═════ The records ═════
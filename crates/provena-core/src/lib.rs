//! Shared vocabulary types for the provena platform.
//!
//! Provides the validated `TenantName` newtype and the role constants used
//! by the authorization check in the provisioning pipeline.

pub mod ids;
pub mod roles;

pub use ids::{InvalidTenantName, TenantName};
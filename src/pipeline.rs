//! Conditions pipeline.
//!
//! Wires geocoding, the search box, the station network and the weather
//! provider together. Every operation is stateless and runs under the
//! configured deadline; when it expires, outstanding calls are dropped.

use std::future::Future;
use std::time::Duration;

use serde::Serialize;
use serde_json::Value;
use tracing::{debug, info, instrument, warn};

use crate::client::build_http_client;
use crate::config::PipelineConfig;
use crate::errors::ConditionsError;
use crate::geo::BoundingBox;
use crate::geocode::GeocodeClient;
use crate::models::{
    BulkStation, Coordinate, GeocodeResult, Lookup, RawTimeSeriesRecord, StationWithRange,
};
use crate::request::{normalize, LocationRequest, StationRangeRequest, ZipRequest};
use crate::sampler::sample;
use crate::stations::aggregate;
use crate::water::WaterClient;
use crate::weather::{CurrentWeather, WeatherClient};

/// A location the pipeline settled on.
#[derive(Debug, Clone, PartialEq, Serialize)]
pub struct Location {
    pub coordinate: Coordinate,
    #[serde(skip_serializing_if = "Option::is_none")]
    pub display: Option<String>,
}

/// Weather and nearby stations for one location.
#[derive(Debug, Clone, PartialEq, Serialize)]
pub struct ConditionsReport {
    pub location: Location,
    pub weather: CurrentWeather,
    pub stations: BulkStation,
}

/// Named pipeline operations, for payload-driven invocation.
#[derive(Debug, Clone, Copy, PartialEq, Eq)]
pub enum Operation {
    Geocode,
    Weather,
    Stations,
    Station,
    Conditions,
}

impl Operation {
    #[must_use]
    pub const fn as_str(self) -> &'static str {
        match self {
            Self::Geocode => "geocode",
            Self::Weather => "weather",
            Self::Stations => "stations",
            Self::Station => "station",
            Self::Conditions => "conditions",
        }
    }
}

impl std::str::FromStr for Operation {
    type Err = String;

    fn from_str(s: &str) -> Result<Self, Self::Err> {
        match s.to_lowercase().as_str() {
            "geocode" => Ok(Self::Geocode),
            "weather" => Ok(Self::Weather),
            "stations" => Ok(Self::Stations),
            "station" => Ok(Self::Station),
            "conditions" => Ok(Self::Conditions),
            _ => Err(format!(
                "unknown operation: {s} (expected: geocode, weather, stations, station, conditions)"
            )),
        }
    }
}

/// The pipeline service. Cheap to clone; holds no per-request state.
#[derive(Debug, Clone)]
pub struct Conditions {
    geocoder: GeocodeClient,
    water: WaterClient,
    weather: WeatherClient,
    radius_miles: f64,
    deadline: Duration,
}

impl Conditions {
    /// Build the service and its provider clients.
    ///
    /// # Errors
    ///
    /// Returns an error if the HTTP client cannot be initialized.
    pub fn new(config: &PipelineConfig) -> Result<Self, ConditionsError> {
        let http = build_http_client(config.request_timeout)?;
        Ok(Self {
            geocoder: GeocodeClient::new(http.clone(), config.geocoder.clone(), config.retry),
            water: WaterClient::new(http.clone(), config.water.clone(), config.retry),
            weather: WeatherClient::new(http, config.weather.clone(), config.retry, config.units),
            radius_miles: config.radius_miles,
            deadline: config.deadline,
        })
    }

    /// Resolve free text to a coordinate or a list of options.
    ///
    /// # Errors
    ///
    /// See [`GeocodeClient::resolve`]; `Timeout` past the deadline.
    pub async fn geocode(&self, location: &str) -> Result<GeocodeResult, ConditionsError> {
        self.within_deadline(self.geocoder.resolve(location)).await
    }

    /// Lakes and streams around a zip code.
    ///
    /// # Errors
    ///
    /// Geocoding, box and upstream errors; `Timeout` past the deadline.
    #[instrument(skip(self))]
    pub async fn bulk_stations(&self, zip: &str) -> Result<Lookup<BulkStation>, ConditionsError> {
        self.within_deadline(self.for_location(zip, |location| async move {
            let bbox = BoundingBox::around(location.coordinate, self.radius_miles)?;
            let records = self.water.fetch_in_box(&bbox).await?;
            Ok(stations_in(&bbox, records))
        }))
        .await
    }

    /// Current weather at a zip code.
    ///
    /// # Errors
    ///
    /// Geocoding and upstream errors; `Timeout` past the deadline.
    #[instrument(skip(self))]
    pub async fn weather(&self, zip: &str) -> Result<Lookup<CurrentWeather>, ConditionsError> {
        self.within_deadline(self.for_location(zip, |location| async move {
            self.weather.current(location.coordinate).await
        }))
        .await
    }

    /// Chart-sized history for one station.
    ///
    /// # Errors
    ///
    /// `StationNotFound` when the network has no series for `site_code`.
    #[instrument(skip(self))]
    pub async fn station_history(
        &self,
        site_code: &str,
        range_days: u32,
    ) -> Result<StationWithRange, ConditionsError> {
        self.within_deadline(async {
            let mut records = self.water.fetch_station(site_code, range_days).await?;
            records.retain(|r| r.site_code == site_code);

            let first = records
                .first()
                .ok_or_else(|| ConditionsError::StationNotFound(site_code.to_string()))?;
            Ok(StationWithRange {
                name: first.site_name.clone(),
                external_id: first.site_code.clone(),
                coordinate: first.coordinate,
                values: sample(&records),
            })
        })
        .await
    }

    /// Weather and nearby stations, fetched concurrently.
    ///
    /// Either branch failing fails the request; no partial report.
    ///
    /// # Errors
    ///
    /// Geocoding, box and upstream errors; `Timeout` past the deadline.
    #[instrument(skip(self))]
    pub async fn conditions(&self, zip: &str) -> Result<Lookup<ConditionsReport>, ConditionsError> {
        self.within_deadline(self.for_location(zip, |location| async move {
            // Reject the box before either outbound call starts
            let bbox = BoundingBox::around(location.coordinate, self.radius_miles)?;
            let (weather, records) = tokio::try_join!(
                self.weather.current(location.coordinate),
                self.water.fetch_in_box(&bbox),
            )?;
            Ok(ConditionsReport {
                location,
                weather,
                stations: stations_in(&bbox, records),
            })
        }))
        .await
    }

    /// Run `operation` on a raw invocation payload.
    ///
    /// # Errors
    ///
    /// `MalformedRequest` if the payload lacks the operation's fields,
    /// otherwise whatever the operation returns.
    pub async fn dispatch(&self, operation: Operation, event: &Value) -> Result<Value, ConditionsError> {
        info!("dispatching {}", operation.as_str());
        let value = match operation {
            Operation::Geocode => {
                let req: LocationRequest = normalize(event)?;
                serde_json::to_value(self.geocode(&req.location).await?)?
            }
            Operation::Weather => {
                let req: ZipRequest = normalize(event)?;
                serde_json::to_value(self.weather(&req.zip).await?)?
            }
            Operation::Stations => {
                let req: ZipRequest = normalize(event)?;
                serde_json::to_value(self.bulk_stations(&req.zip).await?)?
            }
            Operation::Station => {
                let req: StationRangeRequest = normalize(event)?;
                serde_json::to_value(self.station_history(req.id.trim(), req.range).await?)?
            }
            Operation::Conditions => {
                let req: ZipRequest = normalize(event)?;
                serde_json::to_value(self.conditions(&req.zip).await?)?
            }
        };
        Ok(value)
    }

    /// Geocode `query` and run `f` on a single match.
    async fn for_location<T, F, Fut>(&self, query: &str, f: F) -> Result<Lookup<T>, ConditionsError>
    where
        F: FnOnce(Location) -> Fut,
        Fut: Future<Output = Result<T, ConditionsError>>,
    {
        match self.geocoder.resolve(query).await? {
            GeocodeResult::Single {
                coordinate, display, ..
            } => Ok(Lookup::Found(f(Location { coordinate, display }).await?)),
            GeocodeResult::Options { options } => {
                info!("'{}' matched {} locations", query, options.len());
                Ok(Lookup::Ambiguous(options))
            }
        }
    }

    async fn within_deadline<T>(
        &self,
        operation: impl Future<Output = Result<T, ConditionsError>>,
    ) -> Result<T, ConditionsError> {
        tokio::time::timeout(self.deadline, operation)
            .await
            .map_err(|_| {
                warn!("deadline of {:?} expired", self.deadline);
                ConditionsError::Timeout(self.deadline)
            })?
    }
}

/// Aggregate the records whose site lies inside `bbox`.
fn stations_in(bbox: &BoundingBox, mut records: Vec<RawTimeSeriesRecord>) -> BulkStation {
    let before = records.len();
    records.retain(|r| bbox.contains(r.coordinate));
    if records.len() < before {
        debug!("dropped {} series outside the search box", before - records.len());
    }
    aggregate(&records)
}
═════
═════ The records ═════
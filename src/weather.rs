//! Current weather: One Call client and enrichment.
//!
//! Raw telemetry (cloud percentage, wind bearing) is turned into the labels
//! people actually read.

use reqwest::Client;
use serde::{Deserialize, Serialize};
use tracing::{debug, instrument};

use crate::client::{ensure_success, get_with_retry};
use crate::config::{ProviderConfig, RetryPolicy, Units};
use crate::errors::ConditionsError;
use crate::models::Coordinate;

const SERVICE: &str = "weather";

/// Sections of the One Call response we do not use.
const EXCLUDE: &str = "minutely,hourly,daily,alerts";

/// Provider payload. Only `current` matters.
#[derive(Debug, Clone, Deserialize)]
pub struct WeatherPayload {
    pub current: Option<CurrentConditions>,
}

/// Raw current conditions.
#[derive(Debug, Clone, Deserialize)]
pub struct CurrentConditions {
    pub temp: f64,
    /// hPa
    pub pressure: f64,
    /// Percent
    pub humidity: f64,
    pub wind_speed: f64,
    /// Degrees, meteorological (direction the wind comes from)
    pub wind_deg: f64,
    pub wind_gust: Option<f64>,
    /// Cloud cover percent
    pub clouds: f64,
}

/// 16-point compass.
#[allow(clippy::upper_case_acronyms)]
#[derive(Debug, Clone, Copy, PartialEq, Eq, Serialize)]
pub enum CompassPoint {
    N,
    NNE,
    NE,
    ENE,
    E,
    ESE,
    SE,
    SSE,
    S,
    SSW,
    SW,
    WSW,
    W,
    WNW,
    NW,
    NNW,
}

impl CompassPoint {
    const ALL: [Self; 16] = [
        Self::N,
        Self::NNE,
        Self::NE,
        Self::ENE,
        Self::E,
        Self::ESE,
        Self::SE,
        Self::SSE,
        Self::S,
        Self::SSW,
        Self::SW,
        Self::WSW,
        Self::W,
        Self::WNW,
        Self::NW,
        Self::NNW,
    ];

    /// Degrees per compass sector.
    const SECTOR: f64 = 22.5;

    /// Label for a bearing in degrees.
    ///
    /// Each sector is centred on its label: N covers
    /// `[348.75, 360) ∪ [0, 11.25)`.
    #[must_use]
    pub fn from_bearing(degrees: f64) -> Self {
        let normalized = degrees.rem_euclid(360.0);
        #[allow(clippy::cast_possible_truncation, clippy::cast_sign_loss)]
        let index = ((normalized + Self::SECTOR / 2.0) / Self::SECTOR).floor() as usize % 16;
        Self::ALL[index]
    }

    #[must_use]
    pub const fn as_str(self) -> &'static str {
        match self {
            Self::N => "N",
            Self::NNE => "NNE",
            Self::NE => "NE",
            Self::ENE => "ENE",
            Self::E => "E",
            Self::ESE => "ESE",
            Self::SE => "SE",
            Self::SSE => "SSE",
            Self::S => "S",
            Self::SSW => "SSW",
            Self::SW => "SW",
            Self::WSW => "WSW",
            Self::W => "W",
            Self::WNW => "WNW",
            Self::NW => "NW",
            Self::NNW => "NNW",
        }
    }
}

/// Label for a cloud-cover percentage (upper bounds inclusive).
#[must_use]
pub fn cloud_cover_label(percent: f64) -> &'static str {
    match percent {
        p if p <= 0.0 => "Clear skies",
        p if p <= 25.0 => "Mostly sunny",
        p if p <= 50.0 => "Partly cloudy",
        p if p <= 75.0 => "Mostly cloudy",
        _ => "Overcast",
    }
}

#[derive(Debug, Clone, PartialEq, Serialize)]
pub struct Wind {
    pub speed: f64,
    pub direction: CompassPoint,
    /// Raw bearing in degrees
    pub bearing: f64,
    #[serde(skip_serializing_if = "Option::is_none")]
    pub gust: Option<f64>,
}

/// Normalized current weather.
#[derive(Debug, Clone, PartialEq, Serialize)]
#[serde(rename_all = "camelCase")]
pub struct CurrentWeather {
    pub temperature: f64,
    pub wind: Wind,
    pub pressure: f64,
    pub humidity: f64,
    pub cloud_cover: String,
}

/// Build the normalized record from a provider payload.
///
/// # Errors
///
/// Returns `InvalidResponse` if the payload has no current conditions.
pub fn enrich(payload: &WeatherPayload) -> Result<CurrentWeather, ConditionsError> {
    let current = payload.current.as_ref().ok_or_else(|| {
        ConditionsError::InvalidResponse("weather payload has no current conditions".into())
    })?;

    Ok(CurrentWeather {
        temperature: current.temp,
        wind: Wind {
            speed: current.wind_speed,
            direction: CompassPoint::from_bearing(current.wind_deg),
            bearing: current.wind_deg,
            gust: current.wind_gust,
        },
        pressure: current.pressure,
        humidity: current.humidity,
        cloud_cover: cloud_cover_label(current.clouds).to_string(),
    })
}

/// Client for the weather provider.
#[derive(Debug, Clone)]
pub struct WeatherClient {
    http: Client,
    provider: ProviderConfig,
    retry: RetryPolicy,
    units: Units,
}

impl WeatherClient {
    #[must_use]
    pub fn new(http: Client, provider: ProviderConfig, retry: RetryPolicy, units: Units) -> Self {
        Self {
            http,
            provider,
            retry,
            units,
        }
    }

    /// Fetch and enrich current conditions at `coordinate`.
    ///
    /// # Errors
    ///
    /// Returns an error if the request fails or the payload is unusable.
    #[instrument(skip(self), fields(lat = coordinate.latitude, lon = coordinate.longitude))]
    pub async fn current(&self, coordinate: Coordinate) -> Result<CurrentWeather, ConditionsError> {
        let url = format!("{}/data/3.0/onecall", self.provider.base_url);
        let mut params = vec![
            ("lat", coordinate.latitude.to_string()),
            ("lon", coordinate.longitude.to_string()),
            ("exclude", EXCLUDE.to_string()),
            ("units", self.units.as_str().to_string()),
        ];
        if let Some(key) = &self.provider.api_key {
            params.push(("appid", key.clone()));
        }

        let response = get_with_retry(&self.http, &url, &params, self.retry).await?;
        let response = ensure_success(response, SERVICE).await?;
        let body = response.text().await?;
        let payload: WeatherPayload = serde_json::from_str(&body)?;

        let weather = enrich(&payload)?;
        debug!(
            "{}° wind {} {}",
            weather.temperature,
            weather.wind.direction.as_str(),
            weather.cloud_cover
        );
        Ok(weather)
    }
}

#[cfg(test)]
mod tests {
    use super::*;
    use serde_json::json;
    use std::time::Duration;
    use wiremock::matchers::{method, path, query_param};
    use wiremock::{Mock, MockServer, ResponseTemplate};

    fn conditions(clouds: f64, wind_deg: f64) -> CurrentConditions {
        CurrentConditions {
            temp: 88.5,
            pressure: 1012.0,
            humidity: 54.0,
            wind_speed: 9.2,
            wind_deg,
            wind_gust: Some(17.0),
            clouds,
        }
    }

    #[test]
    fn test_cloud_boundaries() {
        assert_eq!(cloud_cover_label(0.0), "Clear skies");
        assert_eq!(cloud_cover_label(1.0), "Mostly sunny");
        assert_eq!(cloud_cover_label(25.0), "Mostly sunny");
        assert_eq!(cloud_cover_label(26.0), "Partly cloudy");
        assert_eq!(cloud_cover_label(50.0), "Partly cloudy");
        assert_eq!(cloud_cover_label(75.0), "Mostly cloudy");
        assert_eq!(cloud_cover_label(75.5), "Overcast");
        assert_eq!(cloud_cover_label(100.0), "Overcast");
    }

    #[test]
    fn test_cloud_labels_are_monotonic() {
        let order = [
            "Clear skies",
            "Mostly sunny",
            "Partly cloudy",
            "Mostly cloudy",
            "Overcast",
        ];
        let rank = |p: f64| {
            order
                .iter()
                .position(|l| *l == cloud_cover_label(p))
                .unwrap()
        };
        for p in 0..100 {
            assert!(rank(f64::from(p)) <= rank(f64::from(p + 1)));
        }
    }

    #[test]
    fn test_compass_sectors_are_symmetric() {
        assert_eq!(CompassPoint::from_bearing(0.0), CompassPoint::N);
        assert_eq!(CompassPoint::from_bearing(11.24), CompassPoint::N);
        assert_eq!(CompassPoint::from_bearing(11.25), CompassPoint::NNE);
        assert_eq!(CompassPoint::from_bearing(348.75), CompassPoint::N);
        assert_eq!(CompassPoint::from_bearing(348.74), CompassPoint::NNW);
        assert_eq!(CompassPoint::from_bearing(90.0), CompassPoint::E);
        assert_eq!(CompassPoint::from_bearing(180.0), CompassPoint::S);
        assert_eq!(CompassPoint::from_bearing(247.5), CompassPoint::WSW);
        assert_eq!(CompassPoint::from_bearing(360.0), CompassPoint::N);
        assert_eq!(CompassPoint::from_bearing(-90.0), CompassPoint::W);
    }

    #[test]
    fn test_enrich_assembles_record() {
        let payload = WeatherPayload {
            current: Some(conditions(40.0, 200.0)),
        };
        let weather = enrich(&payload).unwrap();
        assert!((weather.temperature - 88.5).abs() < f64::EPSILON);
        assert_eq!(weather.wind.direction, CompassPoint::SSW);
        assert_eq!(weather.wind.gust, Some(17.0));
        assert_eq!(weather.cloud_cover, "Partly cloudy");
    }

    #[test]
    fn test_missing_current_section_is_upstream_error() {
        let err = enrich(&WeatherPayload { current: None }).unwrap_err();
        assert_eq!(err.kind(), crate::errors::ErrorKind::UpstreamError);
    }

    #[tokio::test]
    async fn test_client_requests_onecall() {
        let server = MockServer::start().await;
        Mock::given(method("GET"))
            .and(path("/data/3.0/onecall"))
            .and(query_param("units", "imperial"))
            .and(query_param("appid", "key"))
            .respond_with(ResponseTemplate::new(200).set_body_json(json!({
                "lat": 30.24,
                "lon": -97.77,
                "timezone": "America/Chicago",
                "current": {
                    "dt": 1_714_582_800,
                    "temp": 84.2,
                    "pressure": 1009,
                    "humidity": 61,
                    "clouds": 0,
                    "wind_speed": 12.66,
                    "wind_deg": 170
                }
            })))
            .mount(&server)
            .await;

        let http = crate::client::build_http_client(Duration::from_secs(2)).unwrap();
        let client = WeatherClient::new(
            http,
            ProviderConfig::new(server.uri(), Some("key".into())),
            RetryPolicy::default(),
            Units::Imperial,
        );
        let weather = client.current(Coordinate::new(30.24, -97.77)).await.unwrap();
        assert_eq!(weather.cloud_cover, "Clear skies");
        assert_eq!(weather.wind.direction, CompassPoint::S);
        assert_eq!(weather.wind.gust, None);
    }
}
═════
Lines to set down from above: the line with "assert_eq!(CompassPoint::from_bearing(-90.0), CompassPoint::W);", the line with "assert_eq!(err.kind(), crate::errors::ErrorKind::UpstreamError);", and every line between, each exactly as written.

• _Solution for this task_
        assert_eq!(CompassPoint::from_bearing(-90.0), CompassPoint::W);
    }

    #[test]
    fn test_enrich_assembles_record() {
        let payload = WeatherPayload {
            current: Some(conditions(40.0, 200.0)),
        };
        let weather = enrich(&payload).unwrap();
        assert!((weather.temperature - 88.5).abs() < f64::EPSILON);
        assert_eq!(weather.wind.direction, CompassPoint::SSW);
        assert_eq!(weather.wind.gust, Some(17.0));
        assert_eq!(weather.cloud_cover, "Partly cloudy");
    }

    #[test]
    fn test_missing_current_section_is_upstream_error() {
        let err = enrich(&WeatherPayload { current: None }).unwrap_err();
        assert_eq!(err.kind(), crate::errors::ErrorKind::UpstreamError);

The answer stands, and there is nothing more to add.